### [The task]
The response must reproduce every record in full.

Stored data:
□ □ □ □
use async_trait::async_trait;
use dialectic_core::config::ProviderConfig;
use dialectic_core::gateway::{
    CallFailure, CompletionRequest, FailureKind, ProviderAdapter, ProviderRequest,
    ProviderResponse,
};
use dialectic_core::ProviderId;
use reqwest::Client;
use secrecy::{ExposeSecret, SecretString};
use serde::Deserialize;
use serde_json::{json, Value};

use super::{classify_transport, endpoint, status_failure};

const DEFAULT_MODEL: &str = "gpt-4o-mini";

/// Any chat-completions endpoint speaking the OpenAI wire format.
pub struct OpenAiCompatibleAdapter {
    client: Client,
    provider: ProviderId,
    url: String,
    model: String,
    api_key: Option<SecretString>,
}

#[derive(Debug, Deserialize)]
struct ChatResponse {
    #[serde(default)]
    choices: Vec<Choice>,
}

#[derive(Debug, Deserialize)]
struct Choice {
    message: ChoiceMessage,
}

#[derive(Debug, Deserialize)]
struct ChoiceMessage {
    #[serde(default)]
    content: Option<String>,
}

impl OpenAiCompatibleAdapter {
    pub fn new(client: Client, provider: ProviderId, config: &ProviderConfig) -> Self {
        Self {
            client,
            provider,
            url: endpoint(&config.base_url, "chat/completions"),
            model: config.model.clone().unwrap_or_else(|| DEFAULT_MODEL.to_owned()),
            api_key: config
                .api_key
                .clone()
                .filter(|key| !key.expose_secret().trim().is_empty()),
        }
    }

    fn body(&self, request: &CompletionRequest) -> Value {
        let mut body = json!({
            "model": self.model,
            "messages": [
                { "role": "system", "content": request.system },
                { "role": "user", "content": request.prompt },
            ],
        });
        if request.json_output {
            body["response_format"] = json!({ "type": "json_object" });
        }
        body
    }

    async fn complete(&self, request: &CompletionRequest) -> Result<String, CallFailure> {
        let Some(api_key) = &self.api_key else {
            return Err(CallFailure::new(
                FailureKind::AuthMissing,
                &self.provider,
                "no API key configured",
            ));
        };

        let response = self
            .client
            .post(&self.url)
            .bearer_auth(api_key.expose_secret())
            .json(&self.body(request))
            .send()
            .await
            .map_err(|error| classify_transport(&self.provider, error))?;
        if !response.status().is_success() {
            return Err(status_failure(&self.provider, response).await);
        }

        let parsed = response
            .json::<ChatResponse>()
            .await
            .map_err(|error| CallFailure::malformed(&self.provider, error.to_string()))?;
        extract_content(&self.provider, parsed)
    }
}

fn extract_content(provider: &ProviderId, response: ChatResponse) -> Result<String, CallFailure> {
    response
        .choices
        .into_iter()
        .next()
        .and_then(|choice| choice.message.content)
        .filter(|content| !content.trim().is_empty())
        .ok_or_else(|| CallFailure::malformed(provider, "completion had no content"))
}

#[async_trait]
impl ProviderAdapter for OpenAiCompatibleAdapter {
    async fn call(&self, request: &ProviderRequest) -> Result<ProviderResponse, CallFailure> {
        match request {
            ProviderRequest::Completion(completion) => {
                self.complete(completion).await.map(ProviderResponse::Completion)
            }
            ProviderRequest::Search(_) => Err(CallFailure::new(
                FailureKind::Unknown,
                &self.provider,
                "completion provider cannot serve search requests",
            )),
        }
    }
}

#[cfg(test)]
mod tests {
    use dialectic_core::config::AppConfig;
    use dialectic_core::gateway::{
        CompletionRequest, CompletionTask, FailureKind, ProviderAdapter, ProviderRequest,
    };
    use dialectic_core::ProviderId;
    use reqwest::Client;
    use serde_json::json;

    use super::{extract_content, ChatResponse, OpenAiCompatibleAdapter};

    fn adapter() -> OpenAiCompatibleAdapter {
        let config = AppConfig::default();
        let mut provider = config.providers["llm"].clone();
        provider.api_key = None;
        OpenAiCompatibleAdapter::new(Client::new(), ProviderId::new("llm"), &provider)
    }

    fn request(json_output: bool) -> CompletionRequest {
        CompletionRequest {
            task: CompletionTask::Clarify,
            system: "system".to_owned(),
            prompt: "prompt".to_owned(),
            json_output,
        }
    }

    #[tokio::test]
    async fn missing_key_fails_before_any_request() {
        let failure = adapter()
            .call(&ProviderRequest::Completion(request(false)))
            .await
            .expect_err("no key");

        assert_eq!(failure.kind, FailureKind::AuthMissing);
    }

    #[test]
    fn json_output_requests_a_json_object() {
        let adapter = adapter();

        assert_eq!(adapter.body(&request(true))["response_format"]["type"], "json_object");
        assert!(adapter.body(&request(false)).get("response_format").is_none());
        assert_eq!(adapter.body(&request(false))["messages"][1]["content"], "prompt");
    }

    #[test]
    fn empty_choice_is_malformed() {
        let response: ChatResponse =
            serde_json::from_value(json!({ "choices": [{ "message": { "content": "" } }] }))
                .expect("parses");

        let failure = extract_content(&ProviderId::new("llm"), response).expect_err("empty");

        assert_eq!(failure.kind, FailureKind::Malformed);
    }
}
□ □ □ □
### [Answer section]
use async_trait::async_trait;
use dialectic_core::config::ProviderConfig;
use dialectic_core::gateway::{
    CallFailure, CompletionRequest, FailureKind, ProviderAdapter, ProviderRequest,
    ProviderResponse,
};
use dialectic_core::ProviderId;
use reqwest::Client;
use secrecy::{ExposeSecret, SecretString};
use serde::Deserialize;
use serde_json::{json, Value};

use super::{classify_transport, endpoint, status_failure};

const DEFAULT_MODEL: &str = "gpt-4o-mini";

/// Any chat-completions endpoint speaking the OpenAI wire format.
pub struct OpenAiCompatibleAdapter {
    client: Client,
    provider: ProviderId,
    url: String,
    model: String,
    api_key: Option<SecretString>,
}

#[derive(Debug, Deserialize)]
struct ChatResponse {
    #[serde(default)]
    choices: Vec<Choice>,
}

#[derive(Debug, Deserialize)]
struct Choice {
    message: ChoiceMessage,
}

#[derive(Debug, Deserialize)]
struct ChoiceMessage {
    #[serde(default)]
    content: Option<String>,
}

impl OpenAiCompatibleAdapter {
    pub fn new(client: Client, provider: ProviderId, config: &ProviderConfig) -> Self {
        Self {
            client,
            provider,
            url: endpoint(&config.base_url, "chat/completions"),
            model: config.model.clone().unwrap_or_else(|| DEFAULT_MODEL.to_owned()),
            api_key: config
                .api_key
                .clone()
                .filter(|key| !key.expose_secret().trim().is_empty()),
        }
    }

    fn body(&self, request: &CompletionRequest) -> Value {
        let mut body = json!({
            "model": self.model,
            "messages": [
                { "role": "system", "content": request.system },
                { "role": "user", "content": request.prompt },
            ],
        });
        if request.json_output {
            body["response_format"] = json!({ "type": "json_object" });
        }
        body
    }

    async fn complete(&self, request: &CompletionRequest) -> Result<String, CallFailure> {
        let Some(api_key) = &self.api_key else {
            return Err(CallFailure::new(
                FailureKind::AuthMissing,
                &self.provider,
                "no API key configured",
            ));
        };

        let response = self
            .client
            .post(&self.url)
            .bearer_auth(api_key.expose_secret())
            .json(&self.body(request))
            .send()
            .await
            .map_err(|error| classify_transport(&self.provider, error))?;
        if !response.status().is_success() {
            return Err(status_failure(&self.provider, response).await);
        }

        let parsed = response
            .json::<ChatResponse>()
            .await
            .map_err(|error| CallFailure::malformed(&self.provider, error.to_string()))?;
        extract_content(&self.provider, parsed)
    }
}

fn extract_content(provider: &ProviderId, response: ChatResponse) -> Result<String, CallFailure> {
    response
        .choices
        .into_iter()
        .next()
        .and_then(|choice| choice.message.content)
        .filter(|content| !content.trim().is_empty())
        .ok_or_else(|| CallFailure::malformed(provider, "completion had no content"))
}

#[async_trait]
impl ProviderAdapter for OpenAiCompatibleAdapter {
    async fn call(&self, request: &ProviderRequest) -> Result<ProviderResponse, CallFailure> {
        match request {
            ProviderRequest::Completion(completion) => {
                self.complete(completion).await.map(ProviderResponse::Completion)
            }
            ProviderRequest::Search(_) => Err(CallFailure::new(
                FailureKind::Unknown,
                &self.provider,
                "completion provider cannot serve search requests",
            )),
        }
    }
}

#[cfg(test)]
mod tests {
    use dialectic_core::config::AppConfig;
    use dialectic_core::gateway::{
        CompletionRequest, CompletionTask, FailureKind, ProviderAdapter, ProviderRequest,
    };
    use dialectic_core::ProviderId;
    use reqwest::Client;
    use serde_json::json;

    use super::{extract_content, ChatResponse, OpenAiCompatibleAdapter};

    fn adapter() -> OpenAiCompatibleAdapter {
        let config = AppConfig::default();
        let mut provider = config.providers["llm"].clone();
        provider.api_key = None;
        OpenAiCompatibleAdapter::new(Client::new(), ProviderId::new("llm"), &provider)
    }

    fn request(json_output: bool) -> CompletionRequest {
        CompletionRequest {
            task: CompletionTask::Clarify,
            system: "system".to_owned(),
            prompt: "prompt".to_owned(),
            json_output,
        }
    }

    #[tokio::test]
    async fn missing_key_fails_before_any_request() {
        let failure = adapter()
            .call(&ProviderRequest::Completion(request(false)))
            .await
            .expect_err("no key");

        assert_eq!(failure.kind, FailureKind::AuthMissing);
    }

    #[test]
    fn json_output_requests_a_json_object() {
        let adapter = adapter();

        assert_eq!(adapter.body(&request(true))["response_format"]["type"], "json_object");
        assert!(adapter.body(&request(false)).get("response_format").is_none());
        assert_eq!(adapter.body(&request(false))["messages"][1]["content"], "prompt");
    }

    #[test]
    fn empty_choice_is_malformed() {
        let response: ChatResponse =
            serde_json::from_value(json!({ "choices": [{ "message": { "content": "" } }] }))
                .expect("parses");

        let failure = extract_content(&ProviderId::new("llm"), response).expect_err("empty");

        assert_eq!(failure.kind, FailureKind::Malformed);
    }
}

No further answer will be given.